◆ EXERCISE MATERIAL:
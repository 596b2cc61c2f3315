use serde::{Deserialize, Serialize};

pub const DEFAULT_NEWS_SOURCE: &str = "News Source";

/// Sentiment label attached to a news item.
#[derive(Debug, Clone, Copy, PartialEq, Eq, Hash, Serialize, Deserialize)]
#[serde(rename_all = "lowercase")]
pub enum Sentiment {
    Positive,
    Negative,
    Neutral,
}

impl Sentiment {
    /// Normalize a raw label from a data source.
    ///
    /// Matching is case-insensitive; missing or unrecognized labels become
    /// `Neutral`.
    pub fn from_label(label: Option<&str>) -> Self {
        match label.map(|l| l.trim().to_lowercase()).as_deref() {
            Some("positive") => Sentiment::Positive,
            Some("negative") => Sentiment::Negative,
            _ => Sentiment::Neutral,
        }
    }

    pub fn as_str(&self) -> &'static str {
        match self {
            Sentiment::Positive => "positive",
            Sentiment::Negative => "negative",
            Sentiment::Neutral => "neutral",
        }
    }

    /// Chart color used by the dashboard for this label.
    pub fn color(&self) -> &'static str {
        match self {
            Sentiment::Positive => "#34d399",
            Sentiment::Negative => "#f47174",
            Sentiment::Neutral => "#60a5fa",
        }
    }
}

#[derive(Debug, Clone, PartialEq, Serialize, Deserialize)]
pub struct NewsItem {
    pub id: String,
    pub title: String,
    pub source: String,
    pub sentiment: Sentiment,
}

impl NewsItem {
    /// Build an item from raw source fields, applying the ingestion rules:
    /// a missing source falls back to a generic label and the sentiment is
    /// normalized.
    pub fn from_raw(
        id: impl Into<String>,
        title: impl Into<String>,
        source: Option<&str>,
        sentiment_label: Option<&str>,
    ) -> Self {
        let source = source
            .filter(|s| !s.trim().is_empty())
            .unwrap_or(DEFAULT_NEWS_SOURCE);
        Self {
            id: id.into(),
            title: title.into(),
            source: source.to_string(),
            sentiment: Sentiment::from_label(sentiment_label),
        }
    }
}
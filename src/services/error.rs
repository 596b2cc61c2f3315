//! Errors raised while loading market data

use thiserror::Error;

#[derive(Debug, Error)]
pub enum DataError {
    /// Provider is missing required configuration
    #[error("Configuration error: {0}")]
    Config(String),

    /// Network or HTTP error
    #[error("Network error: {0}")]
    Network(#[from] reqwest::Error),

    /// Upstream answered with a non-success status
    #[error("Upstream returned {status} for {resource}")]
    Upstream { status: u16, resource: String },

    /// Database query failed
    #[error("Database error: {0}")]
    Database(#[from] tokio_postgres::Error),

    /// Response payload could not be decoded
    #[error("Decode error: {0}")]
    Decode(String),

    #[error("Invalid URL: {0}")]
    Url(#[from] url::ParseError),
}
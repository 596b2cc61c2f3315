//! Prometheus metrics exported on `/metrics`

use prometheus::{Encoder, Gauge, Histogram, HistogramOpts, IntCounter, Registry, TextEncoder};

pub struct Metrics {
    registry: Registry,
    pub http_requests_total: IntCounter,
    pub http_requests_in_flight: Gauge,
    pub http_request_duration_seconds: Histogram,
    pub snapshots_total: IntCounter,
    pub loader_errors_total: IntCounter,
}

impl Metrics {
    pub fn new() -> Result<Self, prometheus::Error> {
        let registry = Registry::new();

        let http_requests_total =
            IntCounter::new("http_requests_total", "Total HTTP requests served")?;
        let http_requests_in_flight =
            Gauge::new("http_requests_in_flight", "HTTP requests currently in flight")?;
        let http_request_duration_seconds = Histogram::with_opts(HistogramOpts::new(
            "http_request_duration_seconds",
            "HTTP request latency in seconds",
        ))?;
        let snapshots_total =
            IntCounter::new("snapshots_total", "Dashboard snapshots computed")?;
        let loader_errors_total =
            IntCounter::new("loader_errors_total", "Market data fetches that failed")?;

        registry.register(Box::new(http_requests_total.clone()))?;
        registry.register(Box::new(http_requests_in_flight.clone()))?;
        registry.register(Box::new(http_request_duration_seconds.clone()))?;
        registry.register(Box::new(snapshots_total.clone()))?;
        registry.register(Box::new(loader_errors_total.clone()))?;

        Ok(Self {
            registry,
            http_requests_total,
            http_requests_in_flight,
            http_request_duration_seconds,
            snapshots_total,
            loader_errors_total,
        })
    }

    /// Render all registered metrics in the Prometheus text format.
    pub fn export(&self) -> Result<String, prometheus::Error> {
        let mut buffer = Vec::new();
        TextEncoder::new().encode(&self.registry.gather(), &mut buffer)?;
        String::from_utf8(buffer).map_err(|e| prometheus::Error::Msg(e.to_string()))
    }
}
//! Dashboard view state and snapshot assembly.

pub mod selection;
pub mod service;

pub use selection::SelectionState;
pub use service::{
    build_snapshot, ChartPoint, DashboardService, DashboardSnapshot, KeyMetrics, SentimentBar,
};
//! BUY/SELL/HOLD interpretation of price change

use crate::common::math;
use crate::models::{PricePoint, SignalAction, SignalThresholds, TrendSignal};

/// Calculate the trend signal over a window
///
/// Change = (last - first) / first * 100, rounded to 2 decimals, where
/// first and last are the outermost historical closes of the window.
pub fn compute_signal(series: &[PricePoint], thresholds: SignalThresholds) -> TrendSignal {
    let mut closes = series.iter().filter_map(PricePoint::historical_close);
    let first = closes.next();
    let last = closes.last();

    let (Some(first), Some(last)) = (first, last) else {
        return TrendSignal::default();
    };

    match math::percent_change(first, last) {
        Some(change) => signal_from_change(math::round_to(change, 2), thresholds),
        None => TrendSignal::default(),
    }
}

/// Trend signal for a single day-over-day fractional change (0.012 = +1.2%).
pub fn compute_daily_signal(fractional_change: f64, thresholds: SignalThresholds) -> TrendSignal {
    if !fractional_change.is_finite() {
        return TrendSignal::default();
    }
    signal_from_change(math::round_to(fractional_change * 100.0, 2), thresholds)
}

/// Apply exclusive thresholds to an already rounded percentage change.
pub fn signal_from_change(change_percent: f64, thresholds: SignalThresholds) -> TrendSignal {
    let action = if change_percent > thresholds.buy_above {
        SignalAction::Buy
    } else if change_percent < thresholds.sell_below {
        SignalAction::Sell
    } else {
        SignalAction::Hold
    };

    TrendSignal {
        action,
        change_percent,
        is_positive: change_percent >= 0.0,
    }
}
//! Command definitions
//!
//! Commands represent intentions to change the system state.

use serde::{Deserialize, Serialize};
use uuid::Uuid;

use crate::domain::{Booking, Event};

// =========================================================================
// CreateBookingCommand
// =========================================================================

/// Command to book tickets for an event
#[derive(Debug, Clone, Serialize, Deserialize)]
#[serde(rename_all = "camelCase")]
pub struct CreateBookingCommand {
    pub event_id: Uuid,
    /// Signed so that zero and negative counts reach validation
    pub ticket_count: i64,
}

impl CreateBookingCommand {
    pub fn new(event_id: Uuid, ticket_count: i64) -> Self {
        Self {
            event_id,
            ticket_count,
        }
    }
}

/// Result of a booking command
#[derive(Debug, Clone)]
pub struct BookingResult {
    pub booking: Booking,
    /// True when an earlier booking with the same idempotency key was returned
    pub replayed: bool,
}

// =========================================================================
// Read models
// =========================================================================

/// A booking with its event, when the event still exists
#[derive(Debug, Clone, PartialEq, Serialize)]
pub struct BookingView {
    #[serde(flatten)]
    pub booking: Booking,
    #[serde(skip_serializing_if = "Option::is_none")]
    pub event: Option<Event>,
}

/// Seat availability of one event
#[derive(Debug, Clone, Copy, PartialEq, Eq, Serialize)]
#[serde(rename_all = "camelCase")]
pub struct Availability {
    pub available: bool,
    pub remaining_seats: u32,
}

impl Availability {
    pub fn from_remaining(remaining_seats: u32) -> Self {
        Self {
            available: remaining_seats > 0,
            remaining_seats,
        }
    }
}

#[cfg(test)]
mod tests {
    use super::*;

    #[test]
    fn test_booking_command_from_json() {
        let event_id = Uuid::new_v4();
        let json = format!(r#"{{"eventId":"{event_id}","ticketCount":3}}"#);
        let cmd: CreateBookingCommand = serde_json::from_str(&json).unwrap();

        assert_eq!(cmd.event_id, event_id);
        assert_eq!(cmd.ticket_count, 3);
    }

    #[test]
    fn test_availability_json() {
        let json = serde_json::to_value(Availability::from_remaining(0)).unwrap();
        assert_eq!(json, serde_json::json!({ "available": false, "remainingSeats": 0 }));

        assert!(Availability::from_remaining(5).available);
    }
}
//! Availability Query Service
//!
//! Remaining seats come from the seat ledger only.

use std::sync::Arc;

use uuid::Uuid;

use crate::error::AppError;
use crate::store::Datastore;

use super::Availability;

#[derive(Clone)]
pub struct AvailabilityService {
    store: Arc<dyn Datastore>,
}

impl AvailabilityService {
    pub fn new(store: Arc<dyn Datastore>) -> Self {
        Self { store }
    }

    /// Unknown events are `EventNotFound`
    pub async fn get_availability(&self, event_id: Uuid) -> Result<Availability, AppError> {
        let snapshot = self
            .store
            .ledger_snapshot(event_id)
            .await?
            .ok_or(AppError::EventNotFound)?;

        Ok(Availability::from_remaining(snapshot.remaining_seats()))
    }
}
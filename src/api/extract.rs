//! Request extractors whose rejections use the API error body.

use axum::{
    async_trait,
    extract::{FromRequest, FromRequestParts},
    http::request::Parts,
};
use uuid::Uuid;

use crate::error::AppError;

/// `axum::Json` with `{message}` rejections
#[derive(Debug, FromRequest)]
#[from_request(via(axum::Json), rejection(AppError))]
pub struct ApiJson<T>(pub T);

/// `axum::extract::Path` with `{message}` rejections
#[derive(Debug, FromRequestParts)]
#[from_request(via(axum::extract::Path), rejection(AppError))]
pub struct ApiPath<T>(pub T);

/// `axum::extract::Query` with `{message}` rejections
#[derive(Debug, FromRequestParts)]
#[from_request(via(axum::extract::Query), rejection(AppError))]
pub struct ApiQuery<T>(pub T);

/// Optional `Idempotency-Key` header. Present but not a UUID is a 400.
#[derive(Debug, Clone, Copy, PartialEq, Eq)]
pub struct IdempotencyKey(pub Option<Uuid>);

pub const IDEMPOTENCY_KEY_HEADER: &str = "idempotency-key";

#[async_trait]
impl<S> FromRequestParts<S> for IdempotencyKey
where
    S: Send + Sync,
{
    type Rejection = AppError;

    async fn from_request_parts(parts: &mut Parts, _state: &S) -> Result<Self, Self::Rejection> {
        let Some(value) = parts.headers.get(IDEMPOTENCY_KEY_HEADER) else {
            return Ok(Self(None));
        };

        value
            .to_str()
            .ok()
            .and_then(|s| Uuid::parse_str(s.trim()).ok())
            .map(|key| Self(Some(key)))
            .ok_or_else(|| AppError::InvalidRequest("Idempotency-Key must be a UUID".to_string()))
    }
}
//! API Routes
//!
//! HTTP endpoint definitions.

use axum::{
    extract::{Extension, State},
    http::StatusCode,
    middleware,
    routing::{get, post},
    Json, Router,
};
use serde::Serialize;
use uuid::Uuid;

use crate::domain::{Booking, Event, EventChanges, EventFilter, NewEvent, OperationContext};
use crate::error::AppError;
use crate::handlers::{Availability, BookingView, CreateBookingCommand};
use crate::state::AppState;

use super::extract::{ApiJson, ApiPath, ApiQuery, IdempotencyKey};
use super::middleware::{auth_middleware, AuthenticatedUser};

// =========================================================================
// Request/Response types
// =========================================================================

#[derive(Debug, Serialize)]
pub struct CancelBookingResponse {
    pub success: bool,
    pub message: String,
}

// =========================================================================
// API Router
// =========================================================================

/// Routes under `/api`. Mutations and booking reads need a bearer token.
pub fn api_routes(state: AppState) -> Router<AppState> {
    let public = Router::new()
        .route("/events", get(list_events))
        .route("/events/categories", get(list_categories))
        .route("/events/:event_id", get(get_event))
        .route("/events/:event_id/availability", get(get_availability));

    let protected = Router::new()
        .route("/events", post(create_event))
        .route(
            "/events/:event_id",
            axum::routing::patch(update_event).delete(delete_event),
        )
        .route("/bookings", post(create_booking))
        .route("/bookings/user", get(list_user_bookings))
        .route("/bookings/:booking_id", get(get_booking))
        .route("/bookings/:booking_id/cancel", post(cancel_booking))
        .route_layer(middleware::from_fn_with_state(state, auth_middleware));

    public.merge(protected)
}

// =========================================================================
// Events
// =========================================================================

/// List events, optionally filtered
async fn list_events(
    State(state): State<AppState>,
    ApiQuery(filter): ApiQuery<EventFilter>,
) -> Result<Json<Vec<Event>>, AppError> {
    Ok(Json(state.catalog.list(&filter).await?))
}

async fn list_categories(State(state): State<AppState>) -> Result<Json<Vec<String>>, AppError> {
    Ok(Json(state.catalog.categories().await?))
}

async fn get_event(
    State(state): State<AppState>,
    ApiPath(event_id): ApiPath<Uuid>,
) -> Result<Json<Event>, AppError> {
    Ok(Json(state.catalog.get_by_id(event_id).await?))
}

/// Remaining seats from the ledger
async fn get_availability(
    State(state): State<AppState>,
    ApiPath(event_id): ApiPath<Uuid>,
) -> Result<Json<Availability>, AppError> {
    Ok(Json(state.availability.get_availability(event_id).await?))
}

async fn create_event(
    State(state): State<AppState>,
    Extension(context): Extension<OperationContext>,
    ApiJson(data): ApiJson<NewEvent>,
) -> Result<(StatusCode, Json<Event>), AppError> {
    let event = state.catalog.create(data, &context).await?;
    Ok((StatusCode::CREATED, Json(event)))
}

async fn update_event(
    State(state): State<AppState>,
    Extension(context): Extension<OperationContext>,
    ApiPath(event_id): ApiPath<Uuid>,
    ApiJson(changes): ApiJson<EventChanges>,
) -> Result<Json<Event>, AppError> {
    Ok(Json(state.catalog.update(event_id, changes, &context).await?))
}

async fn delete_event(
    State(state): State<AppState>,
    Extension(context): Extension<OperationContext>,
    ApiPath(event_id): ApiPath<Uuid>,
) -> Result<StatusCode, AppError> {
    state.catalog.delete(event_id, &context).await?;
    Ok(StatusCode::NO_CONTENT)
}

// =========================================================================
// Bookings
// =========================================================================

/// Book tickets. 201 for a new booking, 200 for an idempotent replay.
async fn create_booking(
    State(state): State<AppState>,
    Extension(user): Extension<AuthenticatedUser>,
    Extension(context): Extension<OperationContext>,
    IdempotencyKey(idempotency_key): IdempotencyKey,
    ApiJson(command): ApiJson<CreateBookingCommand>,
) -> Result<(StatusCode, Json<Booking>), AppError> {
    let result = state
        .bookings
        .create_booking(&user.user_id, command, idempotency_key, &context)
        .await?;

    let status = if result.replayed {
        StatusCode::OK
    } else {
        StatusCode::CREATED
    };
    Ok((status, Json(result.booking)))
}

/// The caller's bookings, newest first
async fn list_user_bookings(
    State(state): State<AppState>,
    Extension(user): Extension<AuthenticatedUser>,
) -> Result<Json<Vec<BookingView>>, AppError> {
    Ok(Json(state.bookings.list_bookings_for_user(&user.user_id).await?))
}

async fn get_booking(
    State(state): State<AppState>,
    Extension(user): Extension<AuthenticatedUser>,
    ApiPath(booking_id): ApiPath<Uuid>,
) -> Result<Json<Booking>, AppError> {
    Ok(Json(state.bookings.get_booking(booking_id, &user.user_id).await?))
}

async fn cancel_booking(
    State(state): State<AppState>,
    Extension(user): Extension<AuthenticatedUser>,
    Extension(context): Extension<OperationContext>,
    ApiPath(booking_id): ApiPath<Uuid>,
) -> Result<Json<CancelBookingResponse>, AppError> {
    state
        .bookings
        .cancel_booking(booking_id, &user.user_id, &context)
        .await?;

    Ok(Json(CancelBookingResponse {
        success: true,
        message: "Booking cancelled successfully".to_string(),
    }))
}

◆ TASK TO CARRY OUT: Only the lines above from the one with "let public = Router::new()" through the one with "async fn list_categories(State(state): State<AppState>)" should be duplicated, character for character.

◆ EXERCISE SOLUTION:
    let public = Router::new()
        .route("/events", get(list_events))
        .route("/events/categories", get(list_categories))
        .route("/events/:event_id", get(get_event))
        .route("/events/:event_id/availability", get(get_availability));

    let protected = Router::new()
        .route("/events", post(create_event))
        .route(
            "/events/:event_id",
            axum::routing::patch(update_event).delete(delete_event),
        )
        .route("/bookings", post(create_booking))
        .route("/bookings/user", get(list_user_bookings))
        .route("/bookings/:booking_id", get(get_booking))
        .route("/bookings/:booking_id/cancel", post(cancel_booking))
        .route_layer(middleware::from_fn_with_state(state, auth_middleware));

    public.merge(protected)
}

// =========================================================================
// Events
// =========================================================================

/// List events, optionally filtered
async fn list_events(
    State(state): State<AppState>,
    ApiQuery(filter): ApiQuery<EventFilter>,
) -> Result<Json<Vec<Event>>, AppError> {
    Ok(Json(state.catalog.list(&filter).await?))
}

async fn list_categories(State(state): State<AppState>) -> Result<Json<Vec<String>>, AppError> {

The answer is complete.